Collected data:
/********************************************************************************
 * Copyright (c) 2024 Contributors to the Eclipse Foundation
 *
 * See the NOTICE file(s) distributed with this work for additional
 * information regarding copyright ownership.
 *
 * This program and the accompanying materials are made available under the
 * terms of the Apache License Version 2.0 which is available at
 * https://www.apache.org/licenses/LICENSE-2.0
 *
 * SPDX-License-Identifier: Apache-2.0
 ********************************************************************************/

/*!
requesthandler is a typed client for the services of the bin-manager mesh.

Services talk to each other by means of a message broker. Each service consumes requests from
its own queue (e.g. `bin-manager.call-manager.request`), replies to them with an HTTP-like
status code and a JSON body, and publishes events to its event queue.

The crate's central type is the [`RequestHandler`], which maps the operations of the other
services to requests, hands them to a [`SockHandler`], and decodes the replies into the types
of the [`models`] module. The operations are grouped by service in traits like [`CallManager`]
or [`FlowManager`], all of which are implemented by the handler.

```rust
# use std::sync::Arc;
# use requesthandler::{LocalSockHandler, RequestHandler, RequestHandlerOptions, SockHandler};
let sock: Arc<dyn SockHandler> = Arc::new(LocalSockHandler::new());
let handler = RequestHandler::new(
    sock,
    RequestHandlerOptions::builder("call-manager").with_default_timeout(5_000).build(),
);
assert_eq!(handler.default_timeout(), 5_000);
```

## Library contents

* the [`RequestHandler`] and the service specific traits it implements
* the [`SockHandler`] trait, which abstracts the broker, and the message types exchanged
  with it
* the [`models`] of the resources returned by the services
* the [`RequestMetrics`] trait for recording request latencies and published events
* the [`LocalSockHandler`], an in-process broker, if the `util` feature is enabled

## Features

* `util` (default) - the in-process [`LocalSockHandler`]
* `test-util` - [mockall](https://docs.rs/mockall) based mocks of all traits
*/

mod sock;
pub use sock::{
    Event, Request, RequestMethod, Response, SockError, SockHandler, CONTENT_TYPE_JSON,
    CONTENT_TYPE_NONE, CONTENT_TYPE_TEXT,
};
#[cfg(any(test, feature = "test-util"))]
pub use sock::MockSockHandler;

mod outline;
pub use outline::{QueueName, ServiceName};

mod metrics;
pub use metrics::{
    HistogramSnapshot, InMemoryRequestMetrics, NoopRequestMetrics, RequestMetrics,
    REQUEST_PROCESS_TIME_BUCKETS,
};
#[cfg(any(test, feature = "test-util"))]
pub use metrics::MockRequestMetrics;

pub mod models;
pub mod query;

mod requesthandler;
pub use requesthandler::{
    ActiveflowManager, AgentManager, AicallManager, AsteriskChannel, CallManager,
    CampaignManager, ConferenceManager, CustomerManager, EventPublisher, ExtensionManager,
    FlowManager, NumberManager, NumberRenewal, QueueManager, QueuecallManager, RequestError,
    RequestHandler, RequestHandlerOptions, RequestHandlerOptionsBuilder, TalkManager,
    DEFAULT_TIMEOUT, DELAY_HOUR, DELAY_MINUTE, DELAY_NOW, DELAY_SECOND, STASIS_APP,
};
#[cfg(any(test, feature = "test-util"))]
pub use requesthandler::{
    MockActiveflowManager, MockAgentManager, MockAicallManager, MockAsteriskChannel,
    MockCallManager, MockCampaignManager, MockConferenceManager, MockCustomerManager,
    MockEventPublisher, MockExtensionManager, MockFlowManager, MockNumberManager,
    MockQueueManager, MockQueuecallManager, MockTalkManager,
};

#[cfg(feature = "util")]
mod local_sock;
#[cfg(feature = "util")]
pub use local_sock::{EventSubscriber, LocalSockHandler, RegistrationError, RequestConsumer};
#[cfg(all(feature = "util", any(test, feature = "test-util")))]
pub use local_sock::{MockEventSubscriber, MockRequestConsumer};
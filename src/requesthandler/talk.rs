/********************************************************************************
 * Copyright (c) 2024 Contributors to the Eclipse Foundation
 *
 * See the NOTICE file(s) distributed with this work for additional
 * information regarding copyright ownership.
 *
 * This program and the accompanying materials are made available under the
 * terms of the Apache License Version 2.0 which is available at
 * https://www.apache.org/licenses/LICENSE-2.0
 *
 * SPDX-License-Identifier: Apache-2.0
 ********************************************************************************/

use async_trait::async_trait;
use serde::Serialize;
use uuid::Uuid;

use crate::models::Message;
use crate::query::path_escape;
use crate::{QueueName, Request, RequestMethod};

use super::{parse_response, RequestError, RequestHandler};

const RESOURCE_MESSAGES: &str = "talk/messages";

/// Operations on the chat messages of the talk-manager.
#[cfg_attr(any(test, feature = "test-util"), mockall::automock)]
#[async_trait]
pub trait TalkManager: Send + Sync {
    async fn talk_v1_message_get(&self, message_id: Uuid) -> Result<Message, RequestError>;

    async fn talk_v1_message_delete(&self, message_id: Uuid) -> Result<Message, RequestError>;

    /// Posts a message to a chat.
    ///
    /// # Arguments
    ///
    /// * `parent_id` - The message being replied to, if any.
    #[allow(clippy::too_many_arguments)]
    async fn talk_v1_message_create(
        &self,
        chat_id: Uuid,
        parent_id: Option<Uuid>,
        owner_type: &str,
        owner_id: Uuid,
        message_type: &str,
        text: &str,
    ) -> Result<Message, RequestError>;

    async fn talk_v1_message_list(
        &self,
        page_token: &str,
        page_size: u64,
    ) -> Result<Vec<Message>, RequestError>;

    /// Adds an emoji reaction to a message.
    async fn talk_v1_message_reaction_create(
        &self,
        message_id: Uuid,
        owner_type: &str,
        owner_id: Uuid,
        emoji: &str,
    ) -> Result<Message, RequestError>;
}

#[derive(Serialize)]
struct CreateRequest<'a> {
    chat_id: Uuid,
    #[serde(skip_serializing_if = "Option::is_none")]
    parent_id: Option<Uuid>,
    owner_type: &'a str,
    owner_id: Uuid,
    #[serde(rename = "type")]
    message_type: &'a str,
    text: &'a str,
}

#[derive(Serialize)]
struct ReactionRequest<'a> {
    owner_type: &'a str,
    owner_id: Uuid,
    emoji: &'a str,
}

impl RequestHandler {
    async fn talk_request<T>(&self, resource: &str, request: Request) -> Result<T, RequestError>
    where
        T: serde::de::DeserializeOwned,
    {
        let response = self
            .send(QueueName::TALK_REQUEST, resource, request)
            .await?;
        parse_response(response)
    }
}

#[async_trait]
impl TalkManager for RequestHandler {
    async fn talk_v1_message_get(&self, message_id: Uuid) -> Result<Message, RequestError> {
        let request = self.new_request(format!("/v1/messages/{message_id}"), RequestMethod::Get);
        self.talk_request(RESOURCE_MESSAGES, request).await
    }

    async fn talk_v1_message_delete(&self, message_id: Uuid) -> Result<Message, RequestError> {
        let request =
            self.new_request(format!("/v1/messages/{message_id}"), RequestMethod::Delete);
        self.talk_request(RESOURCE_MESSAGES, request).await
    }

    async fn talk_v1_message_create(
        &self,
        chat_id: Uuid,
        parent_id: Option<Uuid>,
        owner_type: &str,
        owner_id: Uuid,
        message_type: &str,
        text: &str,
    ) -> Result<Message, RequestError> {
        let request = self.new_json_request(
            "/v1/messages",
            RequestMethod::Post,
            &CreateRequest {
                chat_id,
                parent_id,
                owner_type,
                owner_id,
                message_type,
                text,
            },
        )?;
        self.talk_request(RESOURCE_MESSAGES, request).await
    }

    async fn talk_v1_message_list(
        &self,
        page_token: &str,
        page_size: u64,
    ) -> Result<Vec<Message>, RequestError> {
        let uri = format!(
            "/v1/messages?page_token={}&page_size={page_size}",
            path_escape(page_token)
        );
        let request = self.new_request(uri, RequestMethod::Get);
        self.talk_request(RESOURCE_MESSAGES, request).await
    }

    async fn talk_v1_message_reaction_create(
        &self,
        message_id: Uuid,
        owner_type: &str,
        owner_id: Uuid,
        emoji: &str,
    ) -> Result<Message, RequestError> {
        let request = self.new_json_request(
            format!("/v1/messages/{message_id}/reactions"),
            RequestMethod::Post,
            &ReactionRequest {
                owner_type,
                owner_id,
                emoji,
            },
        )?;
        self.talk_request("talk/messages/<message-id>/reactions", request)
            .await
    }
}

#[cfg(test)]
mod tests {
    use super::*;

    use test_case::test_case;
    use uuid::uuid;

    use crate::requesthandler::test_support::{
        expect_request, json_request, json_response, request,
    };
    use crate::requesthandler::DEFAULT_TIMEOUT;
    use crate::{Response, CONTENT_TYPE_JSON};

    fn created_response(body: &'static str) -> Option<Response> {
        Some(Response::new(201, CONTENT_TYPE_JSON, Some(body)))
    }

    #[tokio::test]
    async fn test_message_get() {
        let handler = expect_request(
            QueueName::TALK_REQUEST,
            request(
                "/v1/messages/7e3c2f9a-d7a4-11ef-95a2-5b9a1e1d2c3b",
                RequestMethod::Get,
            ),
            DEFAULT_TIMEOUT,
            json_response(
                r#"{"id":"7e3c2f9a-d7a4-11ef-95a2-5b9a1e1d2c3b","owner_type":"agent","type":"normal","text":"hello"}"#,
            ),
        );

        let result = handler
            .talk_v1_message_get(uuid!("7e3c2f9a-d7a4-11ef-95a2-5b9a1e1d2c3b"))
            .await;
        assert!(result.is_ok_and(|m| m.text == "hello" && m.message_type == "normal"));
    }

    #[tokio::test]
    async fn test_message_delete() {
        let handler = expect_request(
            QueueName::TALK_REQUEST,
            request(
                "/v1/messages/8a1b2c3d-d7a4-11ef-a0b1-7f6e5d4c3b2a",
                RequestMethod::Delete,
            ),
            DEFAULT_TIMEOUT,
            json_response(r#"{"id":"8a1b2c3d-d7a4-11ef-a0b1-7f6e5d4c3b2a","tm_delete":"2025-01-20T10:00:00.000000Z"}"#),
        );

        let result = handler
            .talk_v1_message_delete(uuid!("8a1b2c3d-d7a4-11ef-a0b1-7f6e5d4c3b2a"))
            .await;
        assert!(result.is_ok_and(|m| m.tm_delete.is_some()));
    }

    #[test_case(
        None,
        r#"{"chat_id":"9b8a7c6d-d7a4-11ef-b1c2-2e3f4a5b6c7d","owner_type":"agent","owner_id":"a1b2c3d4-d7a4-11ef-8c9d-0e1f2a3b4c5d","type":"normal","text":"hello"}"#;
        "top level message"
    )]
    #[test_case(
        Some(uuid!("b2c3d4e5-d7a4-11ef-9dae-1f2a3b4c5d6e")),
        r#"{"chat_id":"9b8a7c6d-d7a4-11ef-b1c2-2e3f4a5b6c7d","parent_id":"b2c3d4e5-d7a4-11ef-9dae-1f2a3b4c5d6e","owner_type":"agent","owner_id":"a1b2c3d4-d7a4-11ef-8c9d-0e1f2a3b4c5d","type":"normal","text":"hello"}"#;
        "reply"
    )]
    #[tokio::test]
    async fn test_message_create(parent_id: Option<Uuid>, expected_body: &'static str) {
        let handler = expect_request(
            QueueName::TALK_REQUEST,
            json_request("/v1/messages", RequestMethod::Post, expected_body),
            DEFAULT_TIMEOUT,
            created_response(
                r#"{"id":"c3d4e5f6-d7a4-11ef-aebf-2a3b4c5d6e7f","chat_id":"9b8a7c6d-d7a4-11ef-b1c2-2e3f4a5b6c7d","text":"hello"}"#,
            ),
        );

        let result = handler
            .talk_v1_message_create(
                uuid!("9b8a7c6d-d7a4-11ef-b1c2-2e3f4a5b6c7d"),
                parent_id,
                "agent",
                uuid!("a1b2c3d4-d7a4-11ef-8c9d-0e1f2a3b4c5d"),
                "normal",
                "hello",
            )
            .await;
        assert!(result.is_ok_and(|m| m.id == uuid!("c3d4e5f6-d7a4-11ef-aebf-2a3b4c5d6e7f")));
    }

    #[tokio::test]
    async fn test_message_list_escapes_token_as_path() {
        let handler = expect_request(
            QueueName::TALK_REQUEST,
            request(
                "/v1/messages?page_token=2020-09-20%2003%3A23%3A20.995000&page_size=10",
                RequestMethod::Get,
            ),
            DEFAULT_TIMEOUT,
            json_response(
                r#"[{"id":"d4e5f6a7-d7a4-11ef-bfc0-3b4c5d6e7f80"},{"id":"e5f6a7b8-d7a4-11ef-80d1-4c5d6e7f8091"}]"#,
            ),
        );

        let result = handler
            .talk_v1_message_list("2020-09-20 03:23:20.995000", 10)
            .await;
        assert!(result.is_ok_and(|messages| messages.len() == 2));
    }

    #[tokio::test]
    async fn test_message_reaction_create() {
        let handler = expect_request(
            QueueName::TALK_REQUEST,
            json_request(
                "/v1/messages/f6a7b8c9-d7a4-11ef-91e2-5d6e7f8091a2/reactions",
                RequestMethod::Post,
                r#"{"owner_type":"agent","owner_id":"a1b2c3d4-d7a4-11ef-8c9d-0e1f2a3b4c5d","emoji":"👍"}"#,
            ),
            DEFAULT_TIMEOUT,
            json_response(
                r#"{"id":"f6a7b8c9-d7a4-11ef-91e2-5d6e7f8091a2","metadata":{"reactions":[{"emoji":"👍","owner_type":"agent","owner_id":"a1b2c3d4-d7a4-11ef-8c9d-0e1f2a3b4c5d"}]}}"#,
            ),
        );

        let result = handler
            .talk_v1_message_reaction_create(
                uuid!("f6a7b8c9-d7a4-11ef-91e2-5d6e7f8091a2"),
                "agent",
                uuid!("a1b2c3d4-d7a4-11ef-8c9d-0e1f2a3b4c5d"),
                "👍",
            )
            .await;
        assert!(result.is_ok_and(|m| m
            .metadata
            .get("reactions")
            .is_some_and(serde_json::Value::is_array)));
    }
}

### Exercise description
Pick out every line above that contains the word "other" and copy it.

### Solution for this exercise
Services talk to each other by means of a message broker. Each service consumes requests from
The crate's central type is the [`RequestHandler`], which maps the operations of the other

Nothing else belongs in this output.